WORK starts today on a £5.9m scheme to relocate a special school from the one-time home of a former Prime Minister.

A formal turf cutting ceremony will mark the beginning of the scheme to relocate Windlestone Hall School, near Rushyford, County Durham.

The school has been based at the 19th Century country house, once the home of 1950s PM Sir Anthony Eden for nearly 50 years, but now it will have its own modern purpose built premises in nearby Chilton.

Windlestone Hall, which will be sold on the open market, was first developed as a school in 1958 and today teaches about 60 pupils aged between 11 and 16 with emotional and behavioural problems (EBD). It has now outgrown the Grade II-listed building, which would need to have costly repairs to carry on housing the school.

Its future has been considered by education chiefs at Durham County Council for some time and now a chance has come along to provide a modern alternative.

Councillor Neil Foster, the council's cabinet member for Children's Services said: "As a listed building, those repairs would have carried significant cost implications, and even if they had been carried out the building itself would still be unsuitable as a school.

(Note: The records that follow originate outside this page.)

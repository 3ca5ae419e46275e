use crate::app::{Deferred, Transition};
use crate::entry::EntryForm;
use crate::model::{NewTask, Stage, Task, TaskId};
use crate::storage::{StoreResult, TaskStore};
use crossterm::event::{KeyCode, KeyEvent, KeyModifiers};
use tracing::{debug, error, info};

#[derive(Debug, Clone, Copy, PartialEq, Eq)]
pub enum FocusDirection {
    Left,
    Right,
}

pub struct Board {
    store: Box<dyn TaskStore>,
    columns: [Vec<Task>; 3],
    selected: [usize; 3],
    focus: Stage,
    loaded: bool,
    viewport: (u16, u16),
    error: Option<String>,
    status: String,
    confirm_clear: bool,
}

impl Board {
    pub fn new(store: Box<dyn TaskStore>) -> Self {
        Board {
            store,
            columns: [Vec::new(), Vec::new(), Vec::new()],
            selected: [0; 3],
            focus: Stage::Todo,
            loaded: false,
            viewport: (0, 0),
            error: None,
            status: String::new(),
            confirm_clear: false,
        }
    }

    pub fn initialize(&mut self, width: u16, height: u16) {
        self.viewport = (width, height);
        if self.loaded {
            return;
        }
        self.loaded = true;
        let Some(tasks) = self.record(|store| store.load_all(), "load tasks") else {
            return;
        };
        let count = tasks.len();
        for task in tasks {
            self.columns[task.stage.index()].push(task);
        }
        self.status = format!("Loaded {} task(s)", count);
        info!(count, width, height, "board loaded");
    }

    pub fn is_loaded(&self) -> bool {
        self.loaded
    }

    pub fn focus(&self) -> Stage {
        self.focus
    }

    pub fn column(&self, stage: Stage) -> &[Task] {
        &self.columns[stage.index()]
    }

    pub fn selected_index(&self, stage: Stage) -> usize {
        self.selected[stage.index()]
    }

    pub fn selected_task(&self) -> Option<&Task> {
        self.columns[self.focus.index()].get(self.selected[self.focus.index()])
    }

    pub fn error(&self) -> Option<&str> {
        self.error.as_deref()
    }

    pub fn status(&self) -> &str {
        &self.status
    }

    pub fn confirming_clear(&self) -> bool {
        self.confirm_clear
    }

    pub fn into_store(self) -> Box<dyn TaskStore> {
        self.store
    }

    pub fn handle_key(&mut self, key: KeyEvent) -> Transition {
        if self.confirm_clear {
            return self.handle_confirm_key(key);
        }
        match key.code {
            KeyCode::Char('c') if key.modifiers.contains(KeyModifiers::CONTROL) => {
                return Transition::Quit
            }
            KeyCode::Char('q') | KeyCode::Esc => return Transition::Quit,
            KeyCode::Left | KeyCode::Char('h') => self.move_focus(FocusDirection::Left),
            KeyCode::Right | KeyCode::Char('l') => self.move_focus(FocusDirection::Right),
            KeyCode::Up | KeyCode::Char('k') => self.select_prev(),
            KeyCode::Down | KeyCode::Char('j') => self.select_next(),
            KeyCode::Char('>') | KeyCode::Char('m') => self.advance(),
            KeyCode::Char('<') | KeyCode::Char('b') => self.retreat(),
            KeyCode::Char('n') => return Transition::OpenEntry(EntryForm::create(self.focus)),
            KeyCode::Char('e') => {
                if let Some(form) = self.begin_edit() {
                    return Transition::OpenEntry(form);
                }
            }
            KeyCode::Delete | KeyCode::Backspace | KeyCode::Char('x') => self.delete_selected(),
            KeyCode::Char('c') => {
                self.confirm_clear = true;
                self.status = "Clear every task? (y to confirm, n/Esc to cancel)".into();
            }
            KeyCode::Char('t') => return Transition::OpenTimer,
            _ => {}
        }
        Transition::Stay
    }

    fn handle_confirm_key(&mut self, key: KeyEvent) -> Transition {
        match key.code {
            KeyCode::Char('y') | KeyCode::Enter => {
                self.confirm_clear = false;
                self.status = "Clearing board...".into();
                Transition::Defer(Deferred::ClearBoard)
            }
            KeyCode::Char('n') | KeyCode::Esc => {
                self.confirm_clear = false;
                self.status = "Clear canceled".into();
                Transition::Stay
            }
            _ => Transition::Stay,
        }
    }

    pub fn move_focus(&mut self, direction: FocusDirection) {
        let idx = self.focus.index();
        let next = match direction {
            FocusDirection::Left => (idx + 2) % 3,
            FocusDirection::Right => (idx + 1) % 3,
        };
        self.focus = Stage::from_index(next).unwrap_or(Stage::Todo);
    }

    pub fn select_next(&mut self) {
        let idx = self.focus.index();
        if self.selected[idx] + 1 < self.columns[idx].len() {
            self.selected[idx] += 1;
        }
    }

    pub fn select_prev(&mut self) {
        let idx = self.focus.index();
        self.selected[idx] = self.selected[idx].saturating_sub(1);
    }

    pub fn advance(&mut self) {
        self.shift_selected(Stage::next);
    }

    pub fn retreat(&mut self) {
        self.shift_selected(Stage::prev);
    }

    fn shift_selected(&mut self, step: fn(Stage) -> Option<Stage>) {
        let src = self.focus.index();
        let pos = self.selected[src];
        let Some(task) = self.columns[src].get(pos) else {
            return;
        };
        let Some(dest) = step(task.stage) else {
            return;
        };
        let id = task.id;
        if self
            .record(|store| store.set_stage(id, dest), "move task")
            .is_none()
        {
            return;
        }
        let mut task = self.columns[src].remove(pos);
        task.stage = dest;
        debug!(%id, stage = ?dest, "moved task");
        self.status = format!("Moved \"{}\" to {}", task.title, dest.label());
        self.columns[dest.index()].push(task);
        self.clamp_selection(src);
    }

    pub fn delete_selected(&mut self) {
        let src = self.focus.index();
        let pos = self.selected[src];
        let Some(task) = self.columns[src].get(pos) else {
            return;
        };
        let id = task.id;
        if self.record(|store| store.delete(id), "delete task").is_none() {
            return;
        }
        let removed = self.columns[src].remove(pos);
        debug!(%id, "deleted task");
        self.status = format!("Deleted \"{}\"", removed.title);
        self.clamp_selection(src);
    }

    pub fn clear_board(&mut self) {
        if self.record(|store| store.clear_all(), "clear board").is_none() {
            return;
        }
        for column in self.columns.iter_mut() {
            column.clear();
        }
        self.selected = [0; 3];
        self.status = "Board cleared".into();
    }

    pub fn receive_created(&mut self, task: NewTask) {
        let Some(id) = self.record(|store| store.create(&task), "save task") else {
            return;
        };
        let idx = task.stage.index();
        self.status = format!("Created \"{}\"", task.title);
        self.columns[idx].push(Task::from_new(id, task));
        self.selected[idx] = self.columns[idx].len() - 1;
        debug!(%id, "created task");
    }

    pub fn receive_edited(&mut self, id: TaskId, title: String, description: String) {
        if self
            .record(|store| store.update(id, &title, &description), "update task")
            .is_none()
        {
            return;
        }
        if let Some(task) = self
            .columns
            .iter_mut()
            .flat_map(|column| column.iter_mut())
            .find(|task| task.id == id)
        {
            task.title = title;
            task.description = description;
            self.status = format!("Updated \"{}\"", task.title);
        }
    }

    pub fn begin_edit(&mut self) -> Option<EntryForm> {
        match self.selected_task() {
            Some(task) => Some(EntryForm::edit(task)),
            None => {
                self.status = "No task selected to edit".into();
                None
            }
        }
    }

    fn clamp_selection(&mut self, idx: usize) {
        let len = self.columns[idx].len();
        self.selected[idx] = self.selected[idx].min(len.saturating_sub(1));
    }

    /// Runs a store call; success clears the sticky error, failure replaces it.
    fn record<T>(
        &mut self,
        op: impl FnOnce(&mut dyn TaskStore) -> StoreResult<T>,
        action: &str,
    ) -> Option<T> {
        match op(self.store.as_mut()) {
            Ok(value) => {
                self.error = None;
                Some(value)
            }
            Err(err) => {
                error!(error = %err, action, "store operation failed");
                self.error = Some(format!("{} failed: {}", action, err));
                None
            }
        }
    }
}
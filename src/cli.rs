use clap::{Parser, Subcommand};
use std::path::PathBuf;

#[derive(Parser, Debug)]
#[command(
    name = "taskdeck",
    version,
    about = "Terminal task board with a pomodoro timer"
)]
pub struct Cli {
    /// Path to the task database (defaults to the user data directory)
    #[arg(long, global = true)]
    pub db: Option<PathBuf>,
    /// Log filter, e.g. `debug` or `taskdeck=trace` (RUST_LOG takes precedence)
    #[arg(long, global = true)]
    pub log_level: Option<String>,
    #[command(subcommand)]
    pub command: Option<Command>,
}

#[derive(Subcommand, Debug)]
pub enum Command {
    /// Launch the interactive board
    Tui,
    /// Print tasks per column
    List {
        /// Only show one stage (todo, doing, done)
        #[arg(long)]
        stage: Option<String>,
    },
    /// Add a new task
    Add {
        /// Title of the task
        title: String,
        /// Optional description
        #[arg(long)]
        description: Option<String>,
        /// Stage to place the task in (defaults to todo)
        #[arg(long)]
        stage: Option<String>,
    },
    /// Print every stored task as YAML
    Export,
    /// Remove every task
    Clear {
        /// Skip the confirmation prompt
        #[arg(long)]
        yes: bool,
    },
}
use anyhow::{Context, Result};
use directories::ProjectDirs;
use std::path::{Path, PathBuf};

pub const DEFAULT_LOG_LEVEL: &str = "info";
const DB_FILE: &str = "tasks.db";
const LOG_DIR: &str = "logs";

#[derive(Debug, Clone, PartialEq, Eq)]
pub struct Settings {
    pub db_path: PathBuf,
    pub log_dir: PathBuf,
    pub log_level: String,
}

impl Settings {
    pub fn resolve(db: Option<PathBuf>, log_level: Option<String>) -> Result<Self> {
        let dirs = ProjectDirs::from("", "", "taskdeck").context("locating data directory")?;
        Ok(Self::with_data_dir(dirs.data_dir(), db, log_level))
    }

    pub fn with_data_dir(data_dir: &Path, db: Option<PathBuf>, log_level: Option<String>) -> Self {
        Settings {
            db_path: db.unwrap_or_else(|| data_dir.join(DB_FILE)),
            log_dir: data_dir.join(LOG_DIR),
            log_level: log_level
                .filter(|level| !level.trim().is_empty())
                .unwrap_or_else(|| DEFAULT_LOG_LEVEL.to_string()),
        }
    }
}
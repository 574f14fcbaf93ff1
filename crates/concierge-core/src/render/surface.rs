//! DisplaySurface trait definition.
//!
//! The dialogue controller only ever talks to the widget through this trait,
//! so the same controller drives the headless `HtmlPanel` in tests and the
//! terminal front-end in the `concierge` binary.

use concierge_types::widget::{BlockId, BlockKind, PanelState};

/// A place message blocks are rendered into.
pub trait DisplaySurface {
    /// Render `text` as a new block at the end of the message list.
    ///
    /// `text` is raw turn content; surfaces apply their own formatting.
    fn append_block(&mut self, kind: BlockKind, text: &str) -> BlockId;

    /// Remove a previously appended block. Unknown ids are ignored.
    fn remove_block(&mut self, id: BlockId);

    /// Pin the message list's scroll position to the newest block.
    fn scroll_to_latest(&mut self);

    /// Show or hide the message list and input row.
    fn set_panel_state(&mut self, state: PanelState);

    /// Enable or disable the input row (disabled while a reply is pending).
    fn set_input_enabled(&mut self, enabled: bool);
}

"The surrounding parkland is also Grade II-listed, which effectively prevented us from building a new school in the grounds, so we had to look around and consider the alternatives."

The proposed 60-place replacement school will be built at Blue House Farm, Chilton, and is due for completion by August next year.

It will be built by Wates Construction and will be a landmark building framed within a parkland setting.

Sustainable features will include a wood-fired heating system using locally produced fuel.

It will cater for both boys and girls and include residential provision for up to 20 young people plus staff quarters.